===== GIVEN DATA =====
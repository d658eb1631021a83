//! LLM adapters: the Anthropic client and the prompted collaborators built on it.

pub mod anthropic;
pub mod prompted;
pub mod prompts;

pub use anthropic::{classify_status, classify_transport_error, AnthropicClient};
pub use prompted::{extract_json_from_response, LlmPrompted};
pub use prompts::{
    AnswerEvaluationPrompt, DecompositionPrompt, FinalSynthesisPrompt, PromptTemplate,
    QueryGenerationPrompt, SearchEvaluationPrompt, SubtaskSynthesisPrompt,
};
=====
> **INSTRUCTIONS TO FOLLOW**
Could you print every record above exactly as it appears?

> **EXERCISE ANSWER**
repository d658eb1631021a83
//! LLM adapters: the Anthropic client and the prompted collaborators built on it.

pub mod anthropic;
pub mod prompted;
pub mod prompts;

pub use anthropic::{classify_status, classify_transport_error, AnthropicClient};
pub use prompted::{extract_json_from_response, LlmPrompted};
pub use prompts::{
    AnswerEvaluationPrompt, DecompositionPrompt, FinalSynthesisPrompt, PromptTemplate,
    QueryGenerationPrompt, SearchEvaluationPrompt, SubtaskSynthesisPrompt,
};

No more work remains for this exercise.